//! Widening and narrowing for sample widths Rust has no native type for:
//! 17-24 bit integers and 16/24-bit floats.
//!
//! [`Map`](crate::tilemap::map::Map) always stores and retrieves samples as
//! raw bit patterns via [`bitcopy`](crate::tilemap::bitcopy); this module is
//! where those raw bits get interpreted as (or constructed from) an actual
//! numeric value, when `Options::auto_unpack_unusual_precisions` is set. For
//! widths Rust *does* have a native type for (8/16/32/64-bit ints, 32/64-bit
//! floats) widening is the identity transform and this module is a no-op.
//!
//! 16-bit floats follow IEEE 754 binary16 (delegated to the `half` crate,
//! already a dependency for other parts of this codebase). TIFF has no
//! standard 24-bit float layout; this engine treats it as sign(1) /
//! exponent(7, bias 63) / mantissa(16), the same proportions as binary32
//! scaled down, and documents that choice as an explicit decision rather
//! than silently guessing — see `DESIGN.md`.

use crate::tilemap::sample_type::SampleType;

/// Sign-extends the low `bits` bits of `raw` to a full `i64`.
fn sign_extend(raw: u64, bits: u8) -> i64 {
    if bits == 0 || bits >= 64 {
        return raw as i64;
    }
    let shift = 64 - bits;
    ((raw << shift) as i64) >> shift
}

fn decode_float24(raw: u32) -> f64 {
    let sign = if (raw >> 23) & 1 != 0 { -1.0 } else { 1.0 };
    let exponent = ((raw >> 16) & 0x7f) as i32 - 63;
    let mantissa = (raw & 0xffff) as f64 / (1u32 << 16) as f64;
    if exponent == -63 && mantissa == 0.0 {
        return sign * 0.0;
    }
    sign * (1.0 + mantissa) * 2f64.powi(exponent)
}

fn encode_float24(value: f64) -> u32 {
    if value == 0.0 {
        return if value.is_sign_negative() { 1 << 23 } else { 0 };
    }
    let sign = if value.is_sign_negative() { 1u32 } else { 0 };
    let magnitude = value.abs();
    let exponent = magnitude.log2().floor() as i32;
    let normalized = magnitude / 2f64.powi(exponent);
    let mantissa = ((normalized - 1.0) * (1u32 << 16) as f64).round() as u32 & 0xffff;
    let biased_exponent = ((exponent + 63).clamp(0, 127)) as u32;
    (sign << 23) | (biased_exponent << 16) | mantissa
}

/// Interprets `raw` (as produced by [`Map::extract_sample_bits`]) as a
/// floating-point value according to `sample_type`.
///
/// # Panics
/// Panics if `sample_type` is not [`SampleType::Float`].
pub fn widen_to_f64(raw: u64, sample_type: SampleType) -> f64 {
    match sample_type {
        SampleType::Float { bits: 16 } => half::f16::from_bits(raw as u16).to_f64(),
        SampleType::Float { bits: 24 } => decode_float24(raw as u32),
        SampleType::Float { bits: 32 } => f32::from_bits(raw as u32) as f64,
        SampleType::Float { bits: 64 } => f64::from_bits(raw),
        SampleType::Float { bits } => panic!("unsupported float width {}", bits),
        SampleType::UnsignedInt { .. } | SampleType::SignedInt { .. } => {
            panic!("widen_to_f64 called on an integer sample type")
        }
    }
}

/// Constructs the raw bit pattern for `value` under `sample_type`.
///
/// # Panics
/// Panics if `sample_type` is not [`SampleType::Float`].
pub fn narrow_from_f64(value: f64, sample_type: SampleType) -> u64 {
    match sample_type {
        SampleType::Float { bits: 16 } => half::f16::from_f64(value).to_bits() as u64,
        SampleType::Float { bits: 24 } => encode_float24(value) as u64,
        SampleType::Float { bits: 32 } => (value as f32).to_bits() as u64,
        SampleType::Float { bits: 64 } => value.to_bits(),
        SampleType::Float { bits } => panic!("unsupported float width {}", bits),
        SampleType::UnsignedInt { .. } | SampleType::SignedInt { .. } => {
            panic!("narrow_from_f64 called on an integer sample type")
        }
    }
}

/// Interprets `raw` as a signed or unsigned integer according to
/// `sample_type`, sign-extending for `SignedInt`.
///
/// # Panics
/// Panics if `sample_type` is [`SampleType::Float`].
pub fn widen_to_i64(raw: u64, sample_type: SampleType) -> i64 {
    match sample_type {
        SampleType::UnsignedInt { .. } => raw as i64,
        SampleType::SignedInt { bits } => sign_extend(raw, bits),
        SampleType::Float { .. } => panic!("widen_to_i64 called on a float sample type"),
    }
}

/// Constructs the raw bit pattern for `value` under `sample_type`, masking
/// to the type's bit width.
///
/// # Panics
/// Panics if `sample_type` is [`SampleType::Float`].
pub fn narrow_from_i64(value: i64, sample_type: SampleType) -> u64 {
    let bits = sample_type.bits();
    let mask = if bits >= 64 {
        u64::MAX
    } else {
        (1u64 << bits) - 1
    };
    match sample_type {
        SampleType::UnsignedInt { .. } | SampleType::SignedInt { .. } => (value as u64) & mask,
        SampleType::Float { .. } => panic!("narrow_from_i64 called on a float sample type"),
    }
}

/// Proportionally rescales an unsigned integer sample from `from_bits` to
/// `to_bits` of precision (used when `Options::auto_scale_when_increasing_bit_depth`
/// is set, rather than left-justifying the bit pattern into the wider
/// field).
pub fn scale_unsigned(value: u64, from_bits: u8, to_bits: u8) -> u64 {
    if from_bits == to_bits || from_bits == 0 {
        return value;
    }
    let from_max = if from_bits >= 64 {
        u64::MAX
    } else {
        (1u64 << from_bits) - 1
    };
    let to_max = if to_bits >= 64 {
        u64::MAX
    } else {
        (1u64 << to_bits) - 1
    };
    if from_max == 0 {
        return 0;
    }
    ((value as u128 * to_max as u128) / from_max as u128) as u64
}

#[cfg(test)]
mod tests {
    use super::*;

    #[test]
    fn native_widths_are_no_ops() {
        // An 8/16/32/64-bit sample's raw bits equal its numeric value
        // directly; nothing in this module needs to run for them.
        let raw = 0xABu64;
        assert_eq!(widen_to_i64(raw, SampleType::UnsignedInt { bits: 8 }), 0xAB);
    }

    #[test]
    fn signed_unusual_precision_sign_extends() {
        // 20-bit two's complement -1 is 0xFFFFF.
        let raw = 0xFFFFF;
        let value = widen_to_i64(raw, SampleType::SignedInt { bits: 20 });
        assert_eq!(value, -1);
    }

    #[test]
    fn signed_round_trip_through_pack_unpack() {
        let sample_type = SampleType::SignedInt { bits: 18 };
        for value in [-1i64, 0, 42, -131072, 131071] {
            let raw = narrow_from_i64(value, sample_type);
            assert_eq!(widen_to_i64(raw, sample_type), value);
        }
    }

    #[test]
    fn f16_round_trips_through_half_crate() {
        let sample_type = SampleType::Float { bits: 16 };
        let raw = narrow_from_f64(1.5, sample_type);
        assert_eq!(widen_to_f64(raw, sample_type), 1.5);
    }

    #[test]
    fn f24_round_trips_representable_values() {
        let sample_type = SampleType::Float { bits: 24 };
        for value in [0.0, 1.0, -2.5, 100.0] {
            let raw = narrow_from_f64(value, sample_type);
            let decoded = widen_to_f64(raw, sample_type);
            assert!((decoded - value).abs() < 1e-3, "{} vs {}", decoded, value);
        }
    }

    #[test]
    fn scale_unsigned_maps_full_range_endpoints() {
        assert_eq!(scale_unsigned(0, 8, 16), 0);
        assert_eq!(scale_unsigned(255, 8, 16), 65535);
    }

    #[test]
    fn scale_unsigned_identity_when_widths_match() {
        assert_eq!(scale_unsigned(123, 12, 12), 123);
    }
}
-.-.-
▶ Exercise directions
From the material above, give the number of lines that contain the string "normalized", without any added remark.

▶ Solution for this exercise
2